Work instructions: Collect all lines below with the string "pair".

Dataset entries:
□ □ □

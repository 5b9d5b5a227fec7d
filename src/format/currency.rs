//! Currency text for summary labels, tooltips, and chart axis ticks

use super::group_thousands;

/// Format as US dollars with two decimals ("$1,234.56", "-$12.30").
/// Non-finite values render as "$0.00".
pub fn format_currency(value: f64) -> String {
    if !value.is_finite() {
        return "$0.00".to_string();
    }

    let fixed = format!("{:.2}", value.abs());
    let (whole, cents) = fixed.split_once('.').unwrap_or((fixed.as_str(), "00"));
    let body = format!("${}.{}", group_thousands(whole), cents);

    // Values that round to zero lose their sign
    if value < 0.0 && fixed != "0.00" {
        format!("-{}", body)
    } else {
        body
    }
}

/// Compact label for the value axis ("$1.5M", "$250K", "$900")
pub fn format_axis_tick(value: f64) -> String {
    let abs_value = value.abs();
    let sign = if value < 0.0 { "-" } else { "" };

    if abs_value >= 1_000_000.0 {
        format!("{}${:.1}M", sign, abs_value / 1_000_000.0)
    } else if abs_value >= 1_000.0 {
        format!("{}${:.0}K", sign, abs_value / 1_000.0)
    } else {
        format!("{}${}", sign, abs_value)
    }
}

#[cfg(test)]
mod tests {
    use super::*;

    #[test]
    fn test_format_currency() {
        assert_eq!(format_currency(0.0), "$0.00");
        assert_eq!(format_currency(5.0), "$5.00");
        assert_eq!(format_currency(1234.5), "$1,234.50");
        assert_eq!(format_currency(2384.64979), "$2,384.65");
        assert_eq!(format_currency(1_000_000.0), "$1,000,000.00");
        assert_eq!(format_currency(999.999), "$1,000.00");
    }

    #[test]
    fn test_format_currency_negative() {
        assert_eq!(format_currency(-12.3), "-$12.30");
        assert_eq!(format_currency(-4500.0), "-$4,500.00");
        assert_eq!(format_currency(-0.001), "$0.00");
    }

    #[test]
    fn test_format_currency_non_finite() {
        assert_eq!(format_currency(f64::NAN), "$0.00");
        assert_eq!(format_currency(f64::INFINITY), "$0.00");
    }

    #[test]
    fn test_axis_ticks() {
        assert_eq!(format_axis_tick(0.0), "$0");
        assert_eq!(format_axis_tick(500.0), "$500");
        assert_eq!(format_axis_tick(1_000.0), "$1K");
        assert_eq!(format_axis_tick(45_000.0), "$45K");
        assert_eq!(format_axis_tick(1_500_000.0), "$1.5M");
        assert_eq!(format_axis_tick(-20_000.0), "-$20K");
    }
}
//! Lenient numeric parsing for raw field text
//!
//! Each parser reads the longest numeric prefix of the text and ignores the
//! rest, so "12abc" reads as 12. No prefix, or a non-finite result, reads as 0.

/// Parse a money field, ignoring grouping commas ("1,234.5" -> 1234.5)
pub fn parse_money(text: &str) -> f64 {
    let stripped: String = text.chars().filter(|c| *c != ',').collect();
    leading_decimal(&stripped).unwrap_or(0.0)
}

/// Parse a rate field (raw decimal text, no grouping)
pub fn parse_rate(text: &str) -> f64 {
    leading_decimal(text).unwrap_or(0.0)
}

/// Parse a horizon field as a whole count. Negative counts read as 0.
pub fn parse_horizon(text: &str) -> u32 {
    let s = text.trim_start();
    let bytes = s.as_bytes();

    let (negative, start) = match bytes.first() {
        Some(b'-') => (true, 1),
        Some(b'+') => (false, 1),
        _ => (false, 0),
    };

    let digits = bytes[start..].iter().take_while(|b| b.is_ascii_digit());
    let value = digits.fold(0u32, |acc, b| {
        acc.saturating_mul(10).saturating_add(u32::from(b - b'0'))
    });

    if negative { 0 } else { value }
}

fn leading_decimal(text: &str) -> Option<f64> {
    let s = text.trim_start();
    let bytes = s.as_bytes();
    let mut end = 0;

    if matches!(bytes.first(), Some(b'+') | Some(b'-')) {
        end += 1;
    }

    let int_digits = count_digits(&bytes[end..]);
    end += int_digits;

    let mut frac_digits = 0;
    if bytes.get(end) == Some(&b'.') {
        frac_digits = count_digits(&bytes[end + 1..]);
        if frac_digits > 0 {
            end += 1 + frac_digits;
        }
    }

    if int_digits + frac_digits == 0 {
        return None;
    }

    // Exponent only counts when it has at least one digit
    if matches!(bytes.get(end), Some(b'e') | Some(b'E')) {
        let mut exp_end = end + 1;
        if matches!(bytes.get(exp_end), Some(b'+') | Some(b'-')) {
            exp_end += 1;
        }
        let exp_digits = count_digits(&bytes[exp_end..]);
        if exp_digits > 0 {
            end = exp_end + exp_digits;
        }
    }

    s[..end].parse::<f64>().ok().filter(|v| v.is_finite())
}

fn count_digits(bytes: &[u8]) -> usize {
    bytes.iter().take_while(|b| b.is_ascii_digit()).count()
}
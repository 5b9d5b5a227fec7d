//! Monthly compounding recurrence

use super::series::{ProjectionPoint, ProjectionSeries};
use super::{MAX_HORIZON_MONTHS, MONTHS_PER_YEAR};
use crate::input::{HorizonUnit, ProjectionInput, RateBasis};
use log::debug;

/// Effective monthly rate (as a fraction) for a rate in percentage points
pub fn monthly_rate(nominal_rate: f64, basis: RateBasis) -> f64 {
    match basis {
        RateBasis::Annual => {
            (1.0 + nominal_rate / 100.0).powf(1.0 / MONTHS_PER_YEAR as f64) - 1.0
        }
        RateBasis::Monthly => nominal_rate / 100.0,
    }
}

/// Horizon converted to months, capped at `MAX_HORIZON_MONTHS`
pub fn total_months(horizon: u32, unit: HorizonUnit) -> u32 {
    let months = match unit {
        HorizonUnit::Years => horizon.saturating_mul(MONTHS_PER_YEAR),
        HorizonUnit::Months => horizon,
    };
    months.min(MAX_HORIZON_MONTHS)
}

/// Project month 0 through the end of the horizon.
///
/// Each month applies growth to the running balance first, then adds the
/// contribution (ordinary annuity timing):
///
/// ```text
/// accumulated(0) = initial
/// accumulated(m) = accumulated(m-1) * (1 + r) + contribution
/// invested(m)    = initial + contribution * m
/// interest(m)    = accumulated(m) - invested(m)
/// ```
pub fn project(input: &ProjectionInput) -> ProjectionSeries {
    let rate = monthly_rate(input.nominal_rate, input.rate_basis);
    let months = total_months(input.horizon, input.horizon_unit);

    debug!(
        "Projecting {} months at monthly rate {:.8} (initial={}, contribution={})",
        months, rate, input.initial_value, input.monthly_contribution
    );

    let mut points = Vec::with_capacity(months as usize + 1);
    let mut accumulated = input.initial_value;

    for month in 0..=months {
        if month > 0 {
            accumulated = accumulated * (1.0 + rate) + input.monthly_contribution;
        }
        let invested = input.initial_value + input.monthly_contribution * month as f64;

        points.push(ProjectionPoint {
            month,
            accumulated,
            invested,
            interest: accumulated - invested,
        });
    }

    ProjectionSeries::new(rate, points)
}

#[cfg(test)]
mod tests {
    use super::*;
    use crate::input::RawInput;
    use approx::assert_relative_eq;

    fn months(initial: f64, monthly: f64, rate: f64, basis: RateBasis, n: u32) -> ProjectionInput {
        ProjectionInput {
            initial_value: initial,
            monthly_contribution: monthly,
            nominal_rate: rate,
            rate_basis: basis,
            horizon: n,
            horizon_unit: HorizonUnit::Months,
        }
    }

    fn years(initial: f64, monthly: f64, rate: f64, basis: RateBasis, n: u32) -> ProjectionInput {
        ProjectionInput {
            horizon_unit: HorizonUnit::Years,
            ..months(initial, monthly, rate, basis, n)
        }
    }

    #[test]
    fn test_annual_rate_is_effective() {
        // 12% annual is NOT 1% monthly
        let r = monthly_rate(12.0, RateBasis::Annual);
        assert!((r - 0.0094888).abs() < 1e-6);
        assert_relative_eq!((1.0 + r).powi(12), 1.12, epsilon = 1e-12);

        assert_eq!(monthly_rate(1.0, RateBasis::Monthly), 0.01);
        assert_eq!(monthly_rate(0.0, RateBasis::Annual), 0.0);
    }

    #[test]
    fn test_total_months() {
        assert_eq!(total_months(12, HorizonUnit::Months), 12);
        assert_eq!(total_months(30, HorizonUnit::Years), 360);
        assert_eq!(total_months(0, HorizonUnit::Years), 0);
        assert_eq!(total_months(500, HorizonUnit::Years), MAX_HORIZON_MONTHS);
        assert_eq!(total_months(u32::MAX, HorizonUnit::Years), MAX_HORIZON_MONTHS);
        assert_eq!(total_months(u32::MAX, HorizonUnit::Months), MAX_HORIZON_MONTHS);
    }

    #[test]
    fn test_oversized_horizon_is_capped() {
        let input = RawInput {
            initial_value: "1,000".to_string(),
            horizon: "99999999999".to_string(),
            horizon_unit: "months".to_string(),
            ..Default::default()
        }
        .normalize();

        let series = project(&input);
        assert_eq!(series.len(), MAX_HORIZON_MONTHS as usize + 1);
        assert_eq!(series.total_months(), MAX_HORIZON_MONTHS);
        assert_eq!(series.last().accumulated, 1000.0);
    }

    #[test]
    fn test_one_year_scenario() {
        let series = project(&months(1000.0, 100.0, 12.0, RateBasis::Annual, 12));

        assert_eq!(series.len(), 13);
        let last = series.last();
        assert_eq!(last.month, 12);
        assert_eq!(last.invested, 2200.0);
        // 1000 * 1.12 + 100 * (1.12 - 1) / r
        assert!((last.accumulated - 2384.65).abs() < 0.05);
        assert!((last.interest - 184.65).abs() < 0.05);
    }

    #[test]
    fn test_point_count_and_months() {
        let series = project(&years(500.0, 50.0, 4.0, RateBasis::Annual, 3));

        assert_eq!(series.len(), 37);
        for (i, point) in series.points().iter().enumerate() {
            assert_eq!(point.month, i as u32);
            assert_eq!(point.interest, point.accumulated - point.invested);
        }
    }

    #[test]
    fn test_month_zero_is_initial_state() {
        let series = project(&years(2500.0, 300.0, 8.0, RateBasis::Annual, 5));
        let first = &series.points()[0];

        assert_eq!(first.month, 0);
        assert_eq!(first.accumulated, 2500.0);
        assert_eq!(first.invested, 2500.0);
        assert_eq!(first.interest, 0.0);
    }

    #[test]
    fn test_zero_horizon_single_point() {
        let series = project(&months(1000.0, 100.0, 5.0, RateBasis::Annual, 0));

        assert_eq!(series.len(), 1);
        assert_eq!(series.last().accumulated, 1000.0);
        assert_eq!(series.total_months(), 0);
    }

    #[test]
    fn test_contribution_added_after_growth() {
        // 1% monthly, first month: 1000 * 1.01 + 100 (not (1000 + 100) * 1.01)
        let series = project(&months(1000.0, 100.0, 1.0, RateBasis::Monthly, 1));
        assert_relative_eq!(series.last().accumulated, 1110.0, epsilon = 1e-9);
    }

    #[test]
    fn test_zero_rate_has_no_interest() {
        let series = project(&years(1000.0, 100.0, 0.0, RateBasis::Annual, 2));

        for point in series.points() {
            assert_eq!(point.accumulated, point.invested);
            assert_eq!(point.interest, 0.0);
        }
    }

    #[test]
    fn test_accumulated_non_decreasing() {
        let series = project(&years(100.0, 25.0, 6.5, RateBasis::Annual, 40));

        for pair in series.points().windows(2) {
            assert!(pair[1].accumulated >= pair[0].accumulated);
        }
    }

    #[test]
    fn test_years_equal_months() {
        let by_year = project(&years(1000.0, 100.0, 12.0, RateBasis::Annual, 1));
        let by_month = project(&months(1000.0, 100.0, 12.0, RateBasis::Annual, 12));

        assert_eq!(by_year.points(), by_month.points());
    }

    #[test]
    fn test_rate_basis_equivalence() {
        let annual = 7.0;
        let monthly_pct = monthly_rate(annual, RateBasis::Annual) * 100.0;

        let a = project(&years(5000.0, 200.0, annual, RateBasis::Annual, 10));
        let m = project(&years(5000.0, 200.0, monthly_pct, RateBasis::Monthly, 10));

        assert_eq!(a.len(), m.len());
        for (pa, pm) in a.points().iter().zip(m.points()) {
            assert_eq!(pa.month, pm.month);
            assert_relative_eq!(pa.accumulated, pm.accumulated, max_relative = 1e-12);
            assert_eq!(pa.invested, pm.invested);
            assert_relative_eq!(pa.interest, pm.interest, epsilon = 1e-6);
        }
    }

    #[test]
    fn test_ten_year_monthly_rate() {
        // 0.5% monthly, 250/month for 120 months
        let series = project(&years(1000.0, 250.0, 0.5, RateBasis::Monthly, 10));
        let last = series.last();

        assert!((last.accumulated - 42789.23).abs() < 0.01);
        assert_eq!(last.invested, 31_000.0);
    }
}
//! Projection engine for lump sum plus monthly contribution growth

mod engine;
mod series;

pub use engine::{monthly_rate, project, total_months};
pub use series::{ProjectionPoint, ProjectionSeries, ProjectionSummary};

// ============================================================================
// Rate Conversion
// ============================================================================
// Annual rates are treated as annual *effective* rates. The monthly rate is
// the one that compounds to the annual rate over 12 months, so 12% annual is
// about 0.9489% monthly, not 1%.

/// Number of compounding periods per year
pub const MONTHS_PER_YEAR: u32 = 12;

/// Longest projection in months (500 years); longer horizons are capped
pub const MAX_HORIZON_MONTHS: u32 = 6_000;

□ □ □

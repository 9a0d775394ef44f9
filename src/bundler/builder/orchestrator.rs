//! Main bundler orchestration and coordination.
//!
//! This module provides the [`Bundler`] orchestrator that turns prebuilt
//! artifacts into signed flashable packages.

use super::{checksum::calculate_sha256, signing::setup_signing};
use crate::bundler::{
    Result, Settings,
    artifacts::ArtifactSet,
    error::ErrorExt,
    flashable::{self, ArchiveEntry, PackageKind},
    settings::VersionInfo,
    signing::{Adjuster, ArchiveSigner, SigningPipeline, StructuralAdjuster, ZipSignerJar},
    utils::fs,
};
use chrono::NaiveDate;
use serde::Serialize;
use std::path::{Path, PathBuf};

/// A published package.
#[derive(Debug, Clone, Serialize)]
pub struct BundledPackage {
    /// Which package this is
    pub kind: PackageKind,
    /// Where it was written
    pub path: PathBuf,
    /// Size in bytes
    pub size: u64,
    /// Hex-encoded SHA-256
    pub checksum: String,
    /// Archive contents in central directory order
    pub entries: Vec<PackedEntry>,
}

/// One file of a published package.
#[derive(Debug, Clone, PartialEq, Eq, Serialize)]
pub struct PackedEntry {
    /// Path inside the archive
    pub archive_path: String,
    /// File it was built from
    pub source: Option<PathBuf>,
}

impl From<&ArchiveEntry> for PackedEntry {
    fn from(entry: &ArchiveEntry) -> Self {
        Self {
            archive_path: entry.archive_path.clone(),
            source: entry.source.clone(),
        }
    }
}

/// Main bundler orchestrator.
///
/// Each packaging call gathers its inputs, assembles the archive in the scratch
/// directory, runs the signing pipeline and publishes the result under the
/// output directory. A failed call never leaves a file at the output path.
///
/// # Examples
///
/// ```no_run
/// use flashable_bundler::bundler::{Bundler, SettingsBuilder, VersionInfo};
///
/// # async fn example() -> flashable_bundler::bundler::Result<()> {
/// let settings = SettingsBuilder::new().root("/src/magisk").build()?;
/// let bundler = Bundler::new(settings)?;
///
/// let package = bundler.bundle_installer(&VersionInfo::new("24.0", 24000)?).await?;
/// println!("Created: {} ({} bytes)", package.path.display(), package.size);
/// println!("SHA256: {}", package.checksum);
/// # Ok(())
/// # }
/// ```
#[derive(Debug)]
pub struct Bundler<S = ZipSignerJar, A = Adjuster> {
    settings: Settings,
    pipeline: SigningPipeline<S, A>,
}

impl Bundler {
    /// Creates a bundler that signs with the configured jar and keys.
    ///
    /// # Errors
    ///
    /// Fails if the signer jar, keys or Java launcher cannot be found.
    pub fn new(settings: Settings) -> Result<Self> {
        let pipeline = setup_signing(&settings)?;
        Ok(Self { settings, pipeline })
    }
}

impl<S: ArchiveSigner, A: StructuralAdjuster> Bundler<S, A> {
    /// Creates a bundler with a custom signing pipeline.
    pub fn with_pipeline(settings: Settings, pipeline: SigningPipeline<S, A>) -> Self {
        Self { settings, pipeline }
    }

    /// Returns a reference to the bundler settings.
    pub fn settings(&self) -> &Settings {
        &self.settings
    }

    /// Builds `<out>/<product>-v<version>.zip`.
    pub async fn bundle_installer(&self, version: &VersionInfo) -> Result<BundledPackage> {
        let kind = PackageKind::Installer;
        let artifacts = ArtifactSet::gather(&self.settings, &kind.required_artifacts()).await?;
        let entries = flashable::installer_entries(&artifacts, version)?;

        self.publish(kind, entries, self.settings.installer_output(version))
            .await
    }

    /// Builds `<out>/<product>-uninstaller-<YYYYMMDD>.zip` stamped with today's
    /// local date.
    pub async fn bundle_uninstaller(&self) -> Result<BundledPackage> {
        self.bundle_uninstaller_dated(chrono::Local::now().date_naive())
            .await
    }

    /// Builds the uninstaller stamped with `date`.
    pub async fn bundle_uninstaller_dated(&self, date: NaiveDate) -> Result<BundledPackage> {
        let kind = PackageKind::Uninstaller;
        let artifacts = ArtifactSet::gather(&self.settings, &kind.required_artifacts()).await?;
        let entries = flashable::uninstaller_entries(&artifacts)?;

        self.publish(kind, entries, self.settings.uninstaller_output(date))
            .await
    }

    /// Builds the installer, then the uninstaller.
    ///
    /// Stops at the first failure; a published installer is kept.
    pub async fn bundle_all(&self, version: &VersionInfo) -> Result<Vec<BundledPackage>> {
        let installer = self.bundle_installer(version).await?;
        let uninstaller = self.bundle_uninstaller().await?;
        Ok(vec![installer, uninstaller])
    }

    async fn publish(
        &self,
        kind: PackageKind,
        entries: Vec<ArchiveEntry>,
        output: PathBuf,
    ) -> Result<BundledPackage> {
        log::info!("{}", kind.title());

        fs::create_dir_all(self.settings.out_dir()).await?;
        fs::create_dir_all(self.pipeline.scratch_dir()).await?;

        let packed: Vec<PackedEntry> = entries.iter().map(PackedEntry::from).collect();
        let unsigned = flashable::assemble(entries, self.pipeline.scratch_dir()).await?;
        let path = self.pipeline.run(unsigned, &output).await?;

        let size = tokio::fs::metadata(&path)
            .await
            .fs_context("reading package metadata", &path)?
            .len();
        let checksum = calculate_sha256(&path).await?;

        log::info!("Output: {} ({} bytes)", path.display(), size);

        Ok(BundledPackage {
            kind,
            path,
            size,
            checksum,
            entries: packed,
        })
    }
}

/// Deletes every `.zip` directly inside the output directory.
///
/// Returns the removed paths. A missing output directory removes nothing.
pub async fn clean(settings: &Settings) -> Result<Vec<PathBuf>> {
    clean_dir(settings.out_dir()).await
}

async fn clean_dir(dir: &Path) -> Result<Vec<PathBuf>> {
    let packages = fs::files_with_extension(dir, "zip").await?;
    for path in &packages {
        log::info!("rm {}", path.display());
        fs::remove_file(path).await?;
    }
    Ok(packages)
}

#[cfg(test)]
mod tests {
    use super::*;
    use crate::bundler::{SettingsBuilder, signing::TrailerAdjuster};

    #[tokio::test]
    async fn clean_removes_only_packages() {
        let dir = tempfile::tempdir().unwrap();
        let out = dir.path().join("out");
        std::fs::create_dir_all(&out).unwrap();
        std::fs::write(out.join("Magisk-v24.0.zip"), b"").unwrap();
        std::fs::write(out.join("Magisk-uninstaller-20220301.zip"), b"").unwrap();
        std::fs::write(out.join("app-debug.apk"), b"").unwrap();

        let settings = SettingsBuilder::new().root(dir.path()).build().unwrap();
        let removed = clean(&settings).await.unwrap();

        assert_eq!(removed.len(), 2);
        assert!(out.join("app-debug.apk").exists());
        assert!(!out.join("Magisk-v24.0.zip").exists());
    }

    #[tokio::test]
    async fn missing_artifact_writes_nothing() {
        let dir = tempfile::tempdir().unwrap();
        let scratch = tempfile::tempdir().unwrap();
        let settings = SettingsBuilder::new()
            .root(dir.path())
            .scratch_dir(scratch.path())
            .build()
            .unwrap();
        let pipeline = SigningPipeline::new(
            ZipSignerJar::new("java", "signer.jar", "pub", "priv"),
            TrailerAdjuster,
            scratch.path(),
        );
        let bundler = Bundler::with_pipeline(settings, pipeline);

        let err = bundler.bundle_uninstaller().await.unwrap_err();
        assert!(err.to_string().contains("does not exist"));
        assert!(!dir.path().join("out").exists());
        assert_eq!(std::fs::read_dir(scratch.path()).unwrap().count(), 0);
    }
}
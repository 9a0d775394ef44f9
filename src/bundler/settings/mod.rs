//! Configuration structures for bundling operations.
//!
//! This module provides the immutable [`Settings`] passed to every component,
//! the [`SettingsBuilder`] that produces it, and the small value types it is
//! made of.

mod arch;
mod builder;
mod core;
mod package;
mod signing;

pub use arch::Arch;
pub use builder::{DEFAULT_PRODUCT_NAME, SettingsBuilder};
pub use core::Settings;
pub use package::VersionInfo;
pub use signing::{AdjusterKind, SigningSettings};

□ □ □

Answer space:
        for pair in series.points().windows(2) {
            assert!(pair[1].accumulated >= pair[0].accumulated);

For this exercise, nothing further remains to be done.